The school gets 10 hours of additional teaching time a week. The learning, he says, is a two-way process: Ukrainian pupils are learning English, while Irish pupils are picking up Ukrainian.

For Ukrainian family members, the school has become the centre of their new community. Dozens recently attended a recent event where the school – founded in 1873 – relaunched with a new name (it was formerly known as Rathkeale No 2 National School).

“What was lovely was that the parents told us that their children were so happy here and fond of the teachers,” he says.

As students settle in, teachers are beginning to notice some of the differences between school in Ukraine and Ireland.

Most agree the system in Ukraine is stricter, with a greater focus on more traditional learning styles and discipline in the classroom.

“We’ve really noticed how happy they are to be here and experience the fun side of things,” says West. “We had a sports day, with water games, which turned into a water fight between the pupils and teachers. You should have seen the look of joy on their faces when they realised they were allowed to throw a wet sponge at a teacher!”

Ukrainian pupils also seem, on balance, to be stronger at maths and display a mastery of numbers that puts them in advance of where Irish students are, several teachers say.

“Our teachers do certainly say they are very, very strong at maths and science. We’ve see that,” says Tobin.

West agrees: “Maths is strong – and some of the methods they use are very different in areas like long division, for example.”

On the downside, Mahdyk says, Ukrainian schools are saddled with large class sizes – often up to 40 pupils – and a system that can heap pressure on the shoulders of students at an early age.

“We’re in the process of changing the education system to make it less stressful with less pressure... I notice here that children are happier to attend school. They know they will be met a smile and teachers are very kind to them. There’s no pressure and no shouting, but classes are still well behaved.”

She also praises the Irish system’s emphasis on subject choice at second level; in Ukraine, she says, subjects such as science and biology are often mandatory.

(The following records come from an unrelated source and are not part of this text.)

#[cfg(test)]
mod tests {
    use super::*;

    fn running(n: usize) -> SlotLedger {
        let mut ledger = SlotLedger::new(0x82, n);
        for slot in 0..n {
            ledger.started(slot, Ok(()));
        }
        ledger
    }

    #[test]
    fn test_completed_slot_delivers_and_resubmits() {
        let dead = AtomicBool::new(false);
        let mut ledger = running(4);

        assert_eq!(
            ledger.complete(2, TransferStatus::Completed, &dead),
            Disposition::Deliver
        );
        assert_eq!(ledger.state(2), SlotState::InCallback);
        assert!(ledger.resubmit_allowed(2, &dead));
        ledger.resubmitted(2, Ok(()), &dead);

        assert_eq!(ledger.state(2), SlotState::Submitted);
        assert_eq!(ledger.in_flight(), 4);
        assert!(!dead.load(Ordering::Acquire));
    }

    #[test]
    fn test_failed_initial_submit_retires_only_that_slot() {
        let mut ledger = SlotLedger::new(0x82, 3);
        ledger.started(0, Ok(()));
        ledger.started(1, Err(SubmitFailure::Other(-6)));
        ledger.started(2, Ok(()));

        assert_eq!(ledger.dead_xfers(), 1);
        assert_eq!(ledger.in_flight(), 2);
        assert_eq!(ledger.state(1), SlotState::Retired);
        assert_eq!(ledger.state(2), SlotState::Submitted);
    }

    #[test]
    fn test_no_device_kills_session_and_stops_resubmission() {
        let dead = AtomicBool::new(false);
        let mut ledger = running(4);

        assert_eq!(
            ledger.complete(1, TransferStatus::NoDevice, &dead),
            Disposition::Retire
        );
        assert!(dead.load(Ordering::Acquire));

        // Completed slots still deliver, but none goes back to libusb.
        for slot in [0, 3] {
            assert_eq!(
                ledger.complete(slot, TransferStatus::Completed, &dead),
                Disposition::Deliver
            );
            assert!(!ledger.resubmit_allowed(slot, &dead));
        }
        assert_eq!(
            ledger.complete(2, TransferStatus::Error(1), &dead),
            Disposition::Retire
        );
        assert!(ledger.is_drained());
        assert_eq!(ledger.dead_xfers(), 4);
    }

    #[test]
    fn test_unrequested_cancel_is_treated_as_disconnect() {
        let dead = AtomicBool::new(false);
        let mut ledger = running(2);

        assert_eq!(
            ledger.complete(0, TransferStatus::Cancelled, &dead),
            Disposition::Retire
        );
        assert!(dead.load(Ordering::Acquire));
    }

    #[test]
    fn test_transient_error_resubmits() {
        let dead = AtomicBool::new(false);
        let mut ledger = running(2);

        assert_eq!(
            ledger.complete(0, TransferStatus::Error(1), &dead),
            Disposition::Resubmit
        );
        assert!(ledger.resubmit_allowed(0, &dead));
        ledger.resubmitted(0, Ok(()), &dead);
        assert_eq!(ledger.in_flight(), 2);

        // A resubmission refused with "no device" kills the session.
        ledger.complete(1, TransferStatus::Error(1), &dead);
        ledger.resubmitted(1, Err(SubmitFailure::NoDevice), &dead);
        assert!(dead.load(Ordering::Acquire));
        assert_eq!(ledger.state(1), SlotState::Retired);
    }

    #[test]
    fn test_resubmit_failure_without_device_loss() {
        let dead = AtomicBool::new(false);
        let mut ledger = running(2);

        ledger.complete(0, TransferStatus::Completed, &dead);
        ledger.resubmitted(0, Err(SubmitFailure::Other(-1)), &dead);
        assert!(!dead.load(Ordering::Acquire));
        assert_eq!(ledger.dead_xfers(), 1);
    }

    #[test]
    fn test_stop_drains_every_slot() {
        let dead = AtomicBool::new(false);
        let mut ledger = running(4);

        // Slot 3 is mid-callback when the stop arrives.
        ledger.complete(3, TransferStatus::Completed, &dead);

        let to_cancel = ledger.begin_stop();
        assert_eq!(to_cancel, vec![0, 1, 2]);
        assert!(!ledger.is_drained());

        // The in-callback slot must not go back to libusb.
        assert!(!ledger.resubmit_allowed(3, &dead));

        for slot in to_cancel {
            assert_eq!(
                ledger.complete(slot, TransferStatus::Cancelled, &dead),
                Disposition::Retire
            );
        }
        assert!(ledger.is_drained());
        assert_eq!(ledger.dead_xfers(), 4);
        // Requested cancellation is not a disconnect.
        assert!(!dead.load(Ordering::Acquire));
    }

    #[test]
    fn test_stop_retires_never_submitted_slots() {
        let mut ledger = SlotLedger::new(0x82, 2);
        ledger.started(0, Ok(()));

        let to_cancel = ledger.begin_stop();
        assert_eq!(to_cancel, vec![0]);
        assert_eq!(ledger.dead_xfers(), 1);
    }

    #[test]
    fn test_retire_is_counted_once() {
        let dead = AtomicBool::new(false);
        let mut ledger = running(1);
        ledger.complete(0, TransferStatus::NoDevice, &dead);
        ledger.begin_stop();
        assert_eq!(ledger.dead_xfers(), 1);
    }

    #[test]
    fn test_packets_truncate_to_actual_length() {
        let buffer: Vec<u8> = (0..12).collect();
        let lengths = [4usize, 0, 9];
        let out: Vec<&[u8]> = packets(&buffer, 4, lengths).collect();
        assert_eq!(out.len(), 3);
        assert_eq!(out[0], &[0, 1, 2, 3]);
        assert!(out[1].is_empty());
        assert_eq!(out[2], &[8, 9, 10, 11]);
    }

    #[test]
    fn test_status_from_raw() {
        assert_eq!(
            TransferStatus::from_raw(LIBUSB_TRANSFER_COMPLETED as c_int),
            TransferStatus::Completed
        );
        assert_eq!(
            TransferStatus::from_raw(LIBUSB_TRANSFER_NO_DEVICE as c_int),
            TransferStatus::NoDevice
        );
        assert_eq!(
            TransferStatus::from_raw(LIBUSB_TRANSFER_CANCELLED as c_int),
            TransferStatus::Cancelled
        );
        assert!(matches!(
            TransferStatus::from_raw(LIBUSB_TRANSFER_STALL as c_int),
            TransferStatus::Error(_)
        ));
        assert_eq!(
            SubmitFailure::from_code(LIBUSB_ERROR_NO_DEVICE as c_int),
            SubmitFailure::NoDevice
        );
    }

    // -- completion dispatch over real libusb transfer structs --

    type Received = Arc<Mutex<Vec<Vec<u8>>>>;

    unsafe fn accept_submit(
        _xfer: *mut ffi::libusb_transfer,
    ) -> std::result::Result<(), SubmitFailure> {
        Ok(())
    }

    unsafe fn refuse_submit(
        _xfer: *mut ffi::libusb_transfer,
    ) -> std::result::Result<(), SubmitFailure> {
        Err(SubmitFailure::Other(-99))
    }

    /// Shared state with allocated (never submitted) transfers, every slot
    /// recorded as in flight.
    fn fake_stream(
        geometry: StreamGeometry,
        submit: SubmitFn,
        sink: impl FnMut(&[u8]) + Send + 'static,
    ) -> (Box<StreamShared>, RawBuffer) {
        let buffer = RawBuffer::new(geometry.buffer_len());
        let transfers = (0..geometry.transfers)
            .map(|_| {
                let raw =
                    unsafe { ffi::libusb_alloc_transfer(geometry.packets_per_transfer as c_int) };
                TransferPtr(NonNull::new(raw).unwrap())
            })
            .collect();
        let shared = Box::new(StreamShared {
            endpoint: 0x82,
            geometry,
            ledger: Mutex::new(SlotLedger::new(0x82, geometry.transfers)),
            sink: Mutex::new(Box::new(sink)),
            device_dead: Arc::new(AtomicBool::new(false)),
            transfers,
            submit,
        });
        let user_data = &*shared as *const StreamShared as *mut c_void;
        for (slot, t) in shared.transfers.iter().enumerate() {
            unsafe {
                let region = buffer.base().add(slot * geometry.transfer_len());
                fill_iso_transfer(
                    t.0.as_ptr(),
                    std::ptr::null_mut(),
                    0x82,
                    region,
                    &geometry,
                    user_data,
                );
            }
            shared.ledger().started(slot, Ok(()));
        }
        (shared, buffer)
    }

    /// Make libusb's view of `slot` look finished with `status`.
    fn finish(
        shared: &StreamShared,
        slot: usize,
        status: c_int,
        lengths: &[usize],
    ) -> *mut ffi::libusb_transfer {
        let xfer = shared.transfers[slot].0.as_ptr();
        unsafe {
            (*xfer).status = status;
            for (i, &len) in lengths.iter().enumerate() {
                (*iso_desc(xfer, i)).actual_length = len as c_uint;
            }
        }
        xfer
    }

    fn recorder() -> (Received, impl FnMut(&[u8]) + Send + 'static) {
        let received: Received = Arc::new(Mutex::new(Vec::new()));
        let sink_side = received.clone();
        (received, move |pkt: &[u8]| sink_side.lock().unwrap().push(pkt.to_vec()))
    }

    const SMALL: StreamGeometry = StreamGeometry {
        transfers: 2,
        packets_per_transfer: 3,
        packet_len: 4,
    };

    #[test]
    fn test_completed_transfer_delivers_packets_in_order() {
        let (received, sink) = recorder();
        let (shared, buffer) = fake_stream(SMALL, accept_submit, sink);
        // Slot 1 owns bytes 12..24 of the stream buffer.
        unsafe {
            for i in 0..SMALL.transfer_len() {
                *buffer.base().add(SMALL.transfer_len() + i) = i as u8;
            }
        }

        let xfer = finish(&shared, 1, LIBUSB_TRANSFER_COMPLETED as c_int, &[4, 0, 2]);
        shared.on_transfer(xfer);

        let got = received.lock().unwrap().clone();
        assert_eq!(got, vec![vec![0, 1, 2, 3], vec![], vec![8, 9]]);
        assert_eq!(shared.ledger().state(1), SlotState::Submitted);
        assert_eq!(shared.ledger().in_flight(), 2);
    }

    #[test]
    fn test_panicking_sink_does_not_strand_slot() {
        let (shared, _buffer) = fake_stream(SMALL, accept_submit, |_: &[u8]| {
            panic!("sink failure");
        });

        let xfer = finish(&shared, 0, LIBUSB_TRANSFER_COMPLETED as c_int, &[4, 4, 4]);
        shared.on_transfer(xfer);
        assert_eq!(shared.ledger().state(0), SlotState::Submitted);

        // Stop can cancel it and drain.
        let to_cancel = shared.ledger().begin_stop();
        assert_eq!(to_cancel, vec![0, 1]);
        for slot in to_cancel {
            let xfer = finish(&shared, slot, LIBUSB_TRANSFER_CANCELLED as c_int, &[]);
            shared.on_transfer(xfer);
        }
        assert!(shared.ledger().is_drained());
    }

    #[test]
    fn test_no_packets_reach_sink_once_stopping() {
        let (received, sink) = recorder();
        let (shared, _buffer) = fake_stream(SMALL, accept_submit, sink);

        shared.ledger().begin_stop();
        // A transfer may still complete normally after its cancel request.
        let xfer = finish(&shared, 0, LIBUSB_TRANSFER_COMPLETED as c_int, &[4, 4, 4]);
        shared.on_transfer(xfer);
        let xfer = finish(&shared, 1, LIBUSB_TRANSFER_CANCELLED as c_int, &[]);
        shared.on_transfer(xfer);

        assert!(received.lock().unwrap().is_empty());
        assert!(shared.ledger().is_drained());
        assert!(!shared.device_dead.load(Ordering::Acquire));
    }

    #[test]
    fn test_device_lost_during_delivery_retires_slot() {
        let dead = Arc::new(AtomicBool::new(false));
        let dead_in_sink = dead.clone();
        let (mut shared, _buffer) = fake_stream(SMALL, accept_submit, move |_: &[u8]| {
            dead_in_sink.store(true, Ordering::Release);
        });
        shared.device_dead = dead;

        let xfer = finish(&shared, 0, LIBUSB_TRANSFER_COMPLETED as c_int, &[1, 0, 0]);
        shared.on_transfer(xfer);
        // Delivered, then InCallback went straight to Retired.
        assert_eq!(shared.ledger().state(0), SlotState::Retired);
        assert_eq!(shared.ledger().state(1), SlotState::Submitted);
    }

    #[test]
    fn test_completion_on_dead_session_still_delivers() {
        let (received, sink) = recorder();
        let (shared, _buffer) = fake_stream(SMALL, accept_submit, sink);
        shared.device_dead.store(true, Ordering::Release);

        let xfer = finish(&shared, 0, LIBUSB_TRANSFER_COMPLETED as c_int, &[2, 0, 0]);
        shared.on_transfer(xfer);

        assert_eq!(received.lock().unwrap().len(), 3);
        assert_eq!(shared.ledger().state(0), SlotState::Retired);
    }

    #[test]
    fn test_refused_resubmit_retires_slot() {
        let (shared, _buffer) = fake_stream(SMALL, refuse_submit, |_: &[u8]| {});

        let xfer = finish(&shared, 1, LIBUSB_TRANSFER_COMPLETED as c_int, &[0, 0, 0]);
        shared.on_transfer(xfer);
        assert_eq!(shared.ledger().state(1), SlotState::Retired);
        assert_eq!(shared.ledger().dead_xfers(), 1);
        assert!(!shared.device_dead.load(Ordering::Acquire));
    }
}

At second level, schools also have good news to report on how students are settling in, though their needs can be more complex.

Trinity Comprehensive School in Ballymun was one of the first to enrol Ukrainian pupils. Principal Frances Neary says transition year (TY), in particular, has helped new arrivals to adjust and make connections in the wider community.

“It made sense for many of the pupils to go into TY because there isn’t academic pressure and we could focus on the students developing positive relationships with their peers. It’s worked out really well,” she says.

The school has a buddy system that helps to immerse new students in school life, while it has an extensive learning support team that is providing English language tuition to the new arrivals.

Among the few grumbles from schools when it comes to the State’s response to new arrivals from Ukraine are decisions by housing authorities to move families to different areas after they have put down roots in a school.

Some schools also complain that the speedy response to Ukrainian arrivals highlights a “two-tier” system that is less responsive to the needs of other refugees. Education officials say these issues are being worked out.

As happy as many Ukrainian students are in the Irish system, Mahdyk says all students ultimately want to return home sooner rather than later. She continues to teach some of her pupils in Irpin online.

“We all hope that one day we can return to live in a peaceful, independent country,” she says. “We all want to come home to help rebuild our society. I think our society will be ever more united. We all want the same – to live in peace.”